Detection Gaps That This Campaign Specifically Exploited
The campaign’s use of legitimate FortiClient executables, standard management operations, and a payload named to resemble an authorized update creates specific detection challenges that security operations teams should explicitly address in their detection engineering programs.
Process execution monitoring that trusts fortitray.exe as a known-good FortiClient component without scrutinizing its child process behavior will miss the .cmd script launch that initiates the credential theft chain. Behavioral detection logic needs to flag unexpected child process creation from endpoint security tool executables — not just known-malicious binaries launching malicious children, but trusted security binaries launching scripting interpreters or command shells in unexpected contexts.
The Base64-encoded PowerShell execution pattern is a well-documented indicator that most EDR platforms monitor, but the encoding within a legitimate management operation context may produce lower-confidence detections than the same pattern in an obviously malicious context. Tuning PowerShell script block logging and AMSI inspection to capture and analyze encoded execution regardless of the parent process origin is the configuration adjustment that closes this gap.
Network-level, HTTP POST connections to 83.138.53[.]110 from endpoints during the active campaign window represent the exfiltration indicator that network detection tools are positioned to catch even when endpoint behavioral detection misses the execution chain.
The Broader Pattern: Security Vendor Infrastructure as an Attack Target
FortiClient EMS exploitation sits within the pattern that has been building throughout 2026: attackers deliberately targeting security and management infrastructure because compromise of those platforms provides disproportionate access to everything beneath them. Cisco Secure Workload, Trend Micro Apex One, and now FortiClient EMS have all appeared in active exploitation news within weeks of each other — each representing a security platform whose compromise provides privileged access to the enterprise environments it was deployed to protect.

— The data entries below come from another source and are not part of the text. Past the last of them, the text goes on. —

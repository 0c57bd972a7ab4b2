use axum::Json;
use axum::http::StatusCode;
use axum::response::{IntoResponse, Response};
use serde_json::json;
use thiserror::Error;

/// Common error types used across the application.
#[derive(Debug, Error)]
pub enum AppError {
    #[error("Database error: {0}")]
    Database(#[from] sqlx::Error),

    #[error("Redis error: {0}")]
    Redis(#[from] redis::RedisError),

    #[error("Configuration error: {0}")]
    Config(String),

    #[error("Unauthorized: {0}")]
    Unauthorized(String),

    #[error("Not found: {0}")]
    NotFound(String),

    #[error("Validation error: {0}")]
    Validation(String),

    #[error("Internal error: {0}")]
    Internal(String),
}

impl AppError {
    /// Whether the failure is an infrastructure hiccup the caller may retry.
    pub fn is_transient(&self) -> bool {
        match self {
            AppError::Database(e) => matches!(
                e,
                sqlx::Error::PoolTimedOut | sqlx::Error::PoolClosed | sqlx::Error::Io(_)
            ),
            AppError::Redis(e) => e.is_timeout() || e.is_connection_dropped() || e.is_io_error(),
            _ => false,
        }
    }
}

impl IntoResponse for AppError {
    fn into_response(self) -> Response {
        let (status, message) = match &self {
            AppError::Database(_) | AppError::Redis(_) if self.is_transient() => {
                (StatusCode::SERVICE_UNAVAILABLE, self.to_string())
            }
            AppError::Database(_) => (StatusCode::INTERNAL_SERVER_ERROR, self.to_string()),
            AppError::Redis(_) => (StatusCode::INTERNAL_SERVER_ERROR, self.to_string()),
            AppError::Config(msg) => (StatusCode::INTERNAL_SERVER_ERROR, msg.clone()),
            AppError::Unauthorized(msg) => (StatusCode::UNAUTHORIZED, msg.clone()),
            AppError::NotFound(msg) => (StatusCode::NOT_FOUND, msg.clone()),
            AppError::Validation(msg) => (StatusCode::BAD_REQUEST, msg.clone()),
            AppError::Internal(msg) => (StatusCode::INTERNAL_SERVER_ERROR, msg.clone()),
        };

        if status.is_server_error() {
            tracing::warn!(status = status.as_u16(), error = %self, "Request failed");
        }

        let body = json!({ "error": message });
        (status, Json(body)).into_response()
    }
}
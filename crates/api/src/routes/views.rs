//! View dedup route for content services that keep view counters.

use axum::extract::{Path, State};
use axum::routing::post;
use axum::{Json, Router};
use serde_json::json;

use courier_common::error::AppError;

use crate::middleware::caller::Caller;
use crate::state::AppState;

pub fn router() -> Router<AppState> {
    Router::new().route("/api/views/{subject_type}/{subject_id}", post(record_view))
}

/// POST /api/views/:subject_type/:subject_id — `counted` is false for a repeat view.
async fn record_view(
    State(state): State<AppState>,
    caller: Caller,
    Path((subject_type, subject_id)): Path<(String, String)>,
) -> Result<Json<serde_json::Value>, AppError> {
    let mut redis = state.redis.clone();
    let counted = state
        .views
        .should_count(
            &mut redis,
            &subject_type,
            &subject_id,
            &caller.user_id.to_string(),
        )
        .await?;
    Ok(Json(json!({ "counted": counted })))
}
//! Service-to-service routes used by business logic in other processes.

use axum::extract::State;
use axum::routing::post;
use axum::{Json, Router};
use serde::Serialize;

use courier_common::error::AppError;
use courier_common::types::NotificationDraft;
use courier_engine::service::NotificationService;
use courier_engine::unit_of_work::UnitOfWork;

use crate::state::AppState;

pub fn router() -> Router<AppState> {
    Router::new().route("/internal/notifications", post(enqueue_notification))
}

#[derive(Debug, Serialize)]
pub struct EnqueueResponse {
    /// Feed rows written
    pub notifications: usize,
    /// Push intents handed to the dispatcher after commit
    pub queued: usize,
}

/// POST /internal/notifications — Feed write + push intent in one unit of work.
async fn enqueue_notification(
    State(state): State<AppState>,
    Json(draft): Json<NotificationDraft>,
) -> Result<Json<EnqueueResponse>, AppError> {
    let mut uow = UnitOfWork::begin(&state.pool, &state.bus).await?;
    let rows = NotificationService::enqueue_notification(&mut uow, &draft).await?;
    let queued = uow.commit().await?;

    Ok(Json(EnqueueResponse {
        notifications: rows.len(),
        queued,
    }))
}
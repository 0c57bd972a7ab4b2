//! JSON-over-HTTP gateway client.
//!
//! Request: `POST {url}` with `{"messages": [PushMessage, ...]}`.
//! Response: `{"results": [{"token": "...", "status": "ok", "error": null}, ...]}`
//! where `status` is one of `ok`, `invalid_token`, `unregistered`, `transient`.

use std::collections::HashMap;
use std::time::Duration;

use async_trait::async_trait;
use reqwest::StatusCode;
use serde::{Deserialize, Serialize};

use crate::gateway::{
    GatewayError, InvalidReason, PushGateway, PushMessage, PushOutcome, TokenResult,
};

/// Default per-call token limit, matching common provider multicast limits.
const DEFAULT_MAX_BATCH_SIZE: usize = 500;

#[derive(Serialize)]
struct BatchRequest<'a> {
    messages: &'a [PushMessage],
}

#[derive(Debug, Deserialize)]
struct BatchResponse {
    #[serde(default)]
    results: Vec<TokenStatus>,
}

#[derive(Debug, Deserialize)]
struct TokenStatus {
    token: String,
    status: String,
    #[serde(default)]
    error: Option<String>,
}

/// HTTP push gateway client.
pub struct HttpPushGateway {
    client: reqwest::Client,
    url: String,
    api_key: Option<String>,
    max_batch_size: usize,
}

impl HttpPushGateway {
    pub fn new(url: String, api_key: Option<String>, timeout: Duration) -> Result<Self, GatewayError> {
        let client = reqwest::Client::builder()
            .timeout(timeout)
            .build()
            .map_err(|e| GatewayError::Unavailable(format!("Failed to build HTTP client: {}", e)))?;

        Ok(Self {
            client,
            url,
            api_key,
            max_batch_size: DEFAULT_MAX_BATCH_SIZE,
        })
    }

    pub fn with_max_batch_size(mut self, max_batch_size: usize) -> Self {
        self.max_batch_size = max_batch_size.max(1);
        self
    }

    /// Map the gateway's per-token statuses back onto the batch.
    ///
    /// Tokens the gateway did not report on count as transient failures.
    fn map_results(batch: &[PushMessage], response: BatchResponse) -> Vec<TokenResult> {
        let mut by_token: HashMap<String, TokenStatus> = response
            .results
            .into_iter()
            .map(|r| (r.token.clone(), r))
            .collect();

        batch
            .iter()
            .map(|msg| {
                let outcome = match by_token.remove(&msg.token) {
                    Some(status) => Self::classify(&status),
                    None => PushOutcome::TransientFailure("no result for token".to_string()),
                };
                TokenResult::new(msg.token.clone(), outcome)
            })
            .collect()
    }

    fn classify(status: &TokenStatus) -> PushOutcome {
        match status.status.to_ascii_lowercase().as_str() {
            "ok" | "success" => PushOutcome::Ok,
            "invalid_token" | "invalid_argument" => {
                PushOutcome::InvalidToken(InvalidReason::InvalidToken)
            }
            "unregistered" | "not_found" => PushOutcome::InvalidToken(InvalidReason::Unregistered),
            other => PushOutcome::TransientFailure(
                status
                    .error
                    .clone()
                    .unwrap_or_else(|| format!("status {}", other)),
            ),
        }
    }
}

#[async_trait]
impl PushGateway for HttpPushGateway {
    fn max_batch_size(&self) -> usize {
        self.max_batch_size
    }

    async fn send(&self, batch: &[PushMessage]) -> Result<Vec<TokenResult>, GatewayError> {
        if batch.is_empty() {
            return Ok(Vec::new());
        }

        let mut request = self
            .client
            .post(&self.url)
            .json(&BatchRequest { messages: batch });
        if let Some(key) = &self.api_key {
            request = request.bearer_auth(key);
        }

        let response = request.send().await.map_err(|e| {
            if e.is_timeout() {
                GatewayError::Unavailable(format!("timed out: {}", e))
            } else {
                GatewayError::Unavailable(e.to_string())
            }
        })?;

        let status = response.status();
        if status == StatusCode::TOO_MANY_REQUESTS || status.is_server_error() {
            return Err(GatewayError::Unavailable(format!("HTTP {}", status)));
        }
        if !status.is_success() {
            let detail = response.text().await.unwrap_or_default();
            return Err(GatewayError::Rejected(format!("HTTP {}: {}", status, detail)));
        }

        let body: BatchResponse = response
            .json()
            .await
            .map_err(|e| GatewayError::Decode(e.to_string()))?;

        tracing::debug!(
            tokens = batch.len(),
            results = body.results.len(),
            "Gateway batch accepted"
        );

        Ok(Self::map_results(batch, body))
    }
}

#[cfg(test)]
mod tests {
    use super::*;

    fn message(token: &str) -> PushMessage {
        PushMessage {
            token: token.to_string(),
            title: "New review".to_string(),
            body: "Someone reviewed your post".to_string(),
            link_url: None,
        }
    }

    fn response(json: serde_json::Value) -> BatchResponse {
        serde_json::from_value(json).unwrap()
    }

    #[test]
    fn test_map_results_classifies_statuses() {
        let batch = vec![message("a"), message("b"), message("c"), message("d")];
        let body = response(serde_json::json!({
            "results": [
                {"token": "a", "status": "ok"},
                {"token": "b", "status": "invalid_token"},
                {"token": "c", "status": "UNREGISTERED"},
                {"token": "d", "status": "transient", "error": "rate limited"}
            ]
        }));

        let results = HttpPushGateway::map_results(&batch, body);
        assert_eq!(results[0].outcome, PushOutcome::Ok);
        assert_eq!(
            results[1].outcome,
            PushOutcome::InvalidToken(InvalidReason::InvalidToken)
        );
        assert_eq!(
            results[2].outcome,
            PushOutcome::InvalidToken(InvalidReason::Unregistered)
        );
        assert_eq!(
            results[3].outcome,
            PushOutcome::TransientFailure("rate limited".to_string())
        );
    }

    #[test]
    fn test_missing_result_is_transient() {
        let batch = vec![message("a"), message("b")];
        let body = response(serde_json::json!({
            "results": [{"token": "a", "status": "ok"}]
        }));

        let results = HttpPushGateway::map_results(&batch, body);
        assert_eq!(results.len(), 2);
        assert_eq!(results[1].token, "b");
        assert!(matches!(results[1].outcome, PushOutcome::TransientFailure(_)));
    }

    #[test]
    fn test_results_follow_batch_order() {
        let batch = vec![message("x"), message("y")];
        let body = response(serde_json::json!({
            "results": [
                {"token": "y", "status": "ok"},
                {"token": "x", "status": "ok"}
            ]
        }));

        let tokens: Vec<String> = HttpPushGateway::map_results(&batch, body)
            .into_iter()
            .map(|r| r.token)
            .collect();
        assert_eq!(tokens, vec!["x", "y"]);
    }

    #[tokio::test]
    async fn test_empty_batch_makes_no_call() {
        let gateway = HttpPushGateway::new(
            "http://127.0.0.1:9/unreachable".to_string(),
            None,
            Duration::from_millis(50),
        )
        .unwrap();
        let results = gateway.send(&[]).await.unwrap();
        assert!(results.is_empty());
    }

    #[tokio::test]
    async fn test_unreachable_gateway_is_unavailable() {
        let gateway = HttpPushGateway::new(
            "http://127.0.0.1:9/unreachable".to_string(),
            None,
            Duration::from_millis(200),
        )
        .unwrap();
        let result = gateway.send(&[message("a")]).await;
        assert!(matches!(result, Err(GatewayError::Unavailable(_))));
    }
}
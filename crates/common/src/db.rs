use sqlx::PgPool;
use sqlx::postgres::PgPoolOptions;

/// Create a PostgreSQL connection pool.
///
/// `max_connections` controls the maximum number of connections in the pool.
/// Pass `AppConfig::db_max_connections` for the user-configured value (default 20).
pub async fn create_pool(database_url: &str, max_connections: u32) -> anyhow::Result<PgPool> {
    let pool = PgPoolOptions::new()
        .max_connections(max_connections)
        .acquire_timeout(std::time::Duration::from_secs(5))
        .connect(database_url)
        .await?;

    tracing::info!(max_connections, "Connected to PostgreSQL");
    Ok(pool)
}

/// Apply the embedded `push_devices` / `notifications` migrations.
pub async fn run_migrations(pool: &PgPool) -> anyhow::Result<()> {
    sqlx::migrate!("../../migrations").run(pool).await?;
    tracing::info!("Database migrations applied");
    Ok(())
}
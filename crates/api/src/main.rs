//! Courier API server binary entrypoint.

use std::net::SocketAddr;
use std::sync::Arc;
use std::time::Duration;

use tower_http::cors::CorsLayer;
use tower_http::trace::TraceLayer;
use tracing_subscriber::EnvFilter;

use courier_common::config::AppConfig;
use courier_common::db::{create_pool, run_migrations};
use courier_common::redis_pool::create_redis_pool;
use courier_engine::bus::EventBus;
use courier_engine::dispatcher::{DispatcherConfig, PushDispatcher};
use courier_engine::registry::{DeviceRegistry, PgDeviceRegistry};
use courier_notifier::HttpPushGateway;

use courier_api::routes::create_router;
use courier_api::state::AppState;

#[tokio::main]
async fn main() -> anyhow::Result<()> {
    // Initialize tracing
    tracing_subscriber::fmt()
        .with_env_filter(EnvFilter::try_from_default_env().unwrap_or_else(|_| {
            EnvFilter::new("courier_api=debug,courier_engine=debug,courier_notifier=info,tower_http=debug")
        }))
        .init();

    tracing::info!("Starting Courier API server...");

    // Load configuration
    let config = AppConfig::from_env()?;

    // Create database connection pool
    let pool = create_pool(&config.database_url, config.db_max_connections).await?;
    run_migrations(&pool).await?;

    // Create Redis connection
    let redis = create_redis_pool(&config.redis_url).await?;

    // Push gateway + device registry
    let gateway = HttpPushGateway::new(
        config.push_gateway_url.clone(),
        config.push_gateway_api_key.clone(),
        Duration::from_secs(config.push_gateway_timeout_secs),
    )?
    .with_max_batch_size(config.push_batch_size);
    let registry: Arc<dyn DeviceRegistry> = Arc::new(PgDeviceRegistry::new(pool.clone()));

    // Commit-gated queue feeding the dispatcher worker
    let (bus, receiver) = EventBus::new(config.push_queue_capacity);
    let dispatcher = PushDispatcher::new(
        registry.clone(),
        Arc::new(gateway),
        DispatcherConfig {
            batch_size: config.push_batch_size,
            max_concurrent_batches: config.push_max_concurrent_batches,
        },
    );
    let worker = dispatcher.spawn(receiver);

    // Build application state
    let port = config.api_port;
    let state = AppState::new(pool, redis, config, registry, bus);

    // Build router
    let app = create_router(state)
        .layer(TraceLayer::new_for_http())
        .layer(CorsLayer::permissive());

    // Start server
    let addr = SocketAddr::from(([0, 0, 0, 0], port));
    tracing::info!("API server listening on {}", addr);

    let listener = tokio::net::TcpListener::bind(addr).await?;
    axum::serve(listener, app)
        .with_graceful_shutdown(async {
            tokio::signal::ctrl_c().await.ok();
            tracing::info!("Received shutdown signal, stopping gracefully...");
        })
        .await?;

    // In-flight dispatches are dropped on shutdown.
    worker.abort();

    tracing::info!("Courier API server stopped.");
    Ok(())
}
//! In-app notification feed routes.

use axum::extract::{Path, Query, State};
use axum::routing::{delete, get, post};
use axum::{Json, Router};
use serde::Deserialize;
use serde_json::json;
use uuid::Uuid;

use courier_common::error::AppError;
use courier_common::types::Notification;
use courier_engine::store::{NotificationOrder, NotificationStore};

use crate::middleware::caller::Caller;
use crate::state::AppState;

pub fn router() -> Router<AppState> {
    Router::new()
        .route(
            "/api/notifications",
            get(list_notifications).delete(clear_notifications),
        )
        .route("/api/notifications/unread-count", get(unread_count))
        .route("/api/notifications/read-all", post(mark_all_read))
        .route("/api/notifications/read", delete(delete_read))
        .route("/api/notifications/{id}/read", post(mark_read))
}

#[derive(Debug, Default, Deserialize)]
pub struct ListParams {
    #[serde(default)]
    pub order: NotificationOrder,
    pub limit: Option<i64>,
    pub offset: Option<i64>,
}

/// GET /api/notifications — Page through the caller's feed.
async fn list_notifications(
    State(state): State<AppState>,
    caller: Caller,
    Query(params): Query<ListParams>,
) -> Result<Json<Vec<Notification>>, AppError> {
    let notifications = NotificationStore::list_by_user(
        &state.pool,
        caller.user_id,
        params.order,
        params.limit,
        params.offset,
    )
    .await?;
    Ok(Json(notifications))
}

/// GET /api/notifications/unread-count
async fn unread_count(
    State(state): State<AppState>,
    caller: Caller,
) -> Result<Json<serde_json::Value>, AppError> {
    let count = NotificationStore::unread_count(&state.pool, caller.user_id).await?;
    Ok(Json(json!({ "unread": count })))
}

/// POST /api/notifications/:id/read — Idempotent.
async fn mark_read(
    State(state): State<AppState>,
    caller: Caller,
    Path(id): Path<Uuid>,
) -> Result<Json<Notification>, AppError> {
    let notification = NotificationStore::mark_read(&state.pool, caller.user_id, id).await?;
    Ok(Json(notification))
}

/// POST /api/notifications/read-all
async fn mark_all_read(
    State(state): State<AppState>,
    caller: Caller,
) -> Result<Json<serde_json::Value>, AppError> {
    let updated = NotificationStore::mark_all_read(&state.pool, caller.user_id).await?;
    Ok(Json(json!({ "updated": updated })))
}

/// DELETE /api/notifications/read — Delete every read entry.
async fn delete_read(
    State(state): State<AppState>,
    caller: Caller,
) -> Result<Json<serde_json::Value>, AppError> {
    let deleted = NotificationStore::delete_read(&state.pool, caller.user_id).await?;
    Ok(Json(json!({ "deleted": deleted })))
}

/// DELETE /api/notifications — Clear the whole feed.
async fn clear_notifications(
    State(state): State<AppState>,
    caller: Caller,
) -> Result<Json<serde_json::Value>, AppError> {
    let deleted = NotificationStore::clear(&state.pool, caller.user_id).await?;
    Ok(Json(json!({ "deleted": deleted })))
}
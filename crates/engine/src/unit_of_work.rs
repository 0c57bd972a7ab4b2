//! Unit of work — a database transaction paired with its pending push intents.

use sqlx::{PgConnection, PgPool, Postgres, Transaction};

use courier_common::error::AppError;
use courier_common::types::NotificationDispatchRequest;

use crate::bus::{EventBus, PendingDispatches};

/// A transaction whose push intents are released only if it commits.
///
/// Dropping an uncommitted unit of work rolls the transaction back and
/// discards its intents.
pub struct UnitOfWork {
    tx: Transaction<'static, Postgres>,
    pending: PendingDispatches,
    bus: EventBus,
}

impl UnitOfWork {
    pub async fn begin(pool: &PgPool, bus: &EventBus) -> Result<Self, AppError> {
        let tx = pool.begin().await?;
        Ok(Self {
            tx,
            pending: bus.begin(),
            bus: bus.clone(),
        })
    }

    /// Connection to run statements inside the transaction.
    pub fn conn(&mut self) -> &mut PgConnection {
        &mut self.tx
    }

    /// Buffer a push intent until commit.
    pub fn enqueue(&mut self, request: NotificationDispatchRequest) {
        self.pending.enqueue(request);
    }

    pub fn pending_len(&self) -> usize {
        self.pending.len()
    }

    /// Commit, then release buffered intents. Returns how many were queued.
    ///
    /// A failed commit drops the intents with the transaction.
    pub async fn commit(self) -> Result<usize, AppError> {
        let UnitOfWork { tx, pending, bus } = self;
        tx.commit().await?;
        Ok(bus.release(pending))
    }

    pub async fn rollback(self) -> Result<(), AppError> {
        let UnitOfWork { tx, pending, .. } = self;
        drop(pending);
        tx.rollback().await?;
        Ok(())
    }
}
//! Commit-gated event bus.
//!
//! Push intents produced during a unit of work sit in a [`PendingDispatches`]
//! buffer. Only [`EventBus::release`], called after a successful commit, moves
//! them onto the bounded dispatch queue. Dropping the buffer (rollback, error,
//! early return) discards everything in it.
//!
//! `release` never awaits: the producing request path sees no added latency.
//! When the queue is full, the rest of the batch moves to a background task
//! that waits for room and sends in order. Requests are dropped only once the
//! dispatcher is gone.

use tokio::sync::mpsc;
use tokio::sync::mpsc::error::TrySendError;

use courier_common::types::NotificationDispatchRequest;

/// Consumer side of the dispatch queue, owned by the dispatcher worker.
pub type DispatchReceiver = mpsc::Receiver<NotificationDispatchRequest>;

#[derive(Debug, Clone)]
pub struct EventBus {
    sender: mpsc::Sender<NotificationDispatchRequest>,
}

impl EventBus {
    /// Create the bus and the receiver the dispatcher consumes.
    pub fn new(capacity: usize) -> (Self, DispatchReceiver) {
        let (sender, receiver) = mpsc::channel(capacity.max(1));
        (Self { sender }, receiver)
    }

    /// Start buffering for a new unit of work.
    pub fn begin(&self) -> PendingDispatches {
        PendingDispatches::default()
    }

    /// Hand buffered requests to the dispatcher, in enqueue order.
    ///
    /// Returns how many were handed off, either queued directly or held by a
    /// background sender while the queue is full.
    pub fn release(&self, mut pending: PendingDispatches) -> usize {
        let mut requests = std::mem::take(&mut pending.requests).into_iter();
        let total = requests.len();
        let mut queued = 0;
        let mut deferred = 0;

        while let Some(request) = requests.next() {
            match self.sender.try_send(request) {
                Ok(()) => queued += 1,
                Err(TrySendError::Full(request)) => {
                    let backlog: Vec<_> = std::iter::once(request).chain(requests.by_ref()).collect();
                    deferred = self.defer(backlog);
                    break;
                }
                Err(TrySendError::Closed(_)) => {
                    tracing::warn!(
                        dropped = total - queued,
                        "Dispatcher stopped, push intents dropped"
                    );
                    break;
                }
            }
        }

        if total > 0 {
            tracing::debug!(queued, deferred, total, "Released push intents after commit");
        }
        queued + deferred
    }

    /// Send `backlog` from a spawned task once the queue has room.
    fn defer(&self, backlog: Vec<NotificationDispatchRequest>) -> usize {
        let Ok(runtime) = tokio::runtime::Handle::try_current() else {
            tracing::warn!(
                dropped = backlog.len(),
                "Dispatch queue full outside a runtime, push intents dropped"
            );
            return 0;
        };

        let count = backlog.len();
        tracing::debug!(deferred = count, "Dispatch queue full, sending push intents in background");

        let sender = self.sender.clone();
        runtime.spawn(async move {
            let mut remaining = backlog.len();
            for request in backlog {
                if sender.send(request).await.is_err() {
                    tracing::warn!(
                        dropped = remaining,
                        "Dispatcher stopped, deferred push intents dropped"
                    );
                    return;
                }
                remaining -= 1;
            }
        });

        count
    }
}

/// Push intents buffered by one open unit of work.
#[derive(Debug, Default)]
pub struct PendingDispatches {
    requests: Vec<NotificationDispatchRequest>,
}

impl PendingDispatches {
    pub fn enqueue(&mut self, request: NotificationDispatchRequest) {
        self.requests.push(request);
    }

    pub fn len(&self) -> usize {
        self.requests.len()
    }

    pub fn is_empty(&self) -> bool {
        self.requests.is_empty()
    }
}

impl Drop for PendingDispatches {
    fn drop(&mut self) {
        if !self.requests.is_empty() {
            tracing::debug!(
                discarded = self.requests.len(),
                "Unit of work ended without commit, push intents discarded"
            );
        }
    }
}

#[cfg(test)]
mod tests {
    use super::*;
    use uuid::Uuid;

    fn request(title: &str) -> NotificationDispatchRequest {
        NotificationDispatchRequest::new([Uuid::new_v4()], title, "body", None).unwrap()
    }

    #[tokio::test]
    async fn test_rolled_back_requests_never_reach_dispatcher() {
        let (bus, mut receiver) = EventBus::new(8);

        let mut pending = bus.begin();
        pending.enqueue(request("a"));
        pending.enqueue(request("b"));
        drop(pending);

        drop(bus);
        assert!(receiver.recv().await.is_none());
    }

    #[tokio::test]
    async fn test_committed_requests_arrive_once_in_order() {
        let (bus, mut receiver) = EventBus::new(8);

        let mut pending = bus.begin();
        for title in ["first", "second", "third"] {
            pending.enqueue(request(title));
        }
        assert_eq!(bus.release(pending), 3);
        drop(bus);

        let mut titles = Vec::new();
        while let Some(req) = receiver.recv().await {
            titles.push(req.title);
        }
        assert_eq!(titles, vec!["first", "second", "third"]);
    }

    #[tokio::test]
    async fn test_units_of_work_are_isolated() {
        let (bus, mut receiver) = EventBus::new(8);

        let mut committed = bus.begin();
        let mut rolled_back = bus.begin();
        committed.enqueue(request("kept"));
        rolled_back.enqueue(request("lost"));

        drop(rolled_back);
        bus.release(committed);
        drop(bus);

        assert_eq!(receiver.recv().await.unwrap().title, "kept");
        assert!(receiver.recv().await.is_none());
    }

    #[tokio::test]
    async fn test_full_queue_delivers_everything_in_order() {
        let (bus, mut receiver) = EventBus::new(1);

        let mut pending = bus.begin();
        for title in ["a", "b", "c"] {
            pending.enqueue(request(title));
        }
        assert_eq!(bus.release(pending), 3);
        drop(bus);

        let mut titles = Vec::new();
        while let Some(req) = receiver.recv().await {
            titles.push(req.title);
        }
        assert_eq!(titles, vec!["a", "b", "c"]);
    }

    #[tokio::test]
    async fn test_release_under_pressure_does_not_block() {
        let (bus, mut receiver) = EventBus::new(2);

        for unit in 0..5 {
            let mut pending = bus.begin();
            pending.enqueue(request(&format!("{}-1", unit)));
            pending.enqueue(request(&format!("{}-2", unit)));
            assert_eq!(bus.release(pending), 2);
        }
        drop(bus);

        let mut titles = Vec::new();
        while let Some(req) = receiver.recv().await {
            titles.push(req.title);
        }
        assert_eq!(titles.len(), 10);
        for unit in 0..5 {
            let first = titles.iter().position(|t| *t == format!("{}-1", unit)).unwrap();
            let second = titles.iter().position(|t| *t == format!("{}-2", unit)).unwrap();
            assert!(first < second);
        }
    }

    #[test]
    fn test_full_queue_outside_runtime_drops_overflow() {
        let (bus, _receiver) = EventBus::new(1);

        let mut pending = bus.begin();
        pending.enqueue(request("fits"));
        pending.enqueue(request("overflow"));

        assert_eq!(bus.release(pending), 1);
    }

    #[test]
    fn test_release_after_dispatcher_stopped() {
        let (bus, receiver) = EventBus::new(4);
        drop(receiver);

        let mut pending = bus.begin();
        pending.enqueue(request("orphan"));
        assert_eq!(bus.release(pending), 0);
    }

    #[test]
    fn test_empty_release_is_noop() {
        let (bus, _receiver) = EventBus::new(4);
        let pending = bus.begin();
        assert!(pending.is_empty());
        assert_eq!(bus.release(pending), 0);
    }
}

For CISOs conducting platform risk reviews, the consistent targeting of security management infrastructure is the signal that should be driving investment in management plane isolation, privileged access workstation architectures for security tool administration, and anomaly detection specifically covering unexpected configuration changes in endpoint management platforms. The security tool itself has become the attack surface. Defending it requires the same rigor applied to the infrastructure it governs.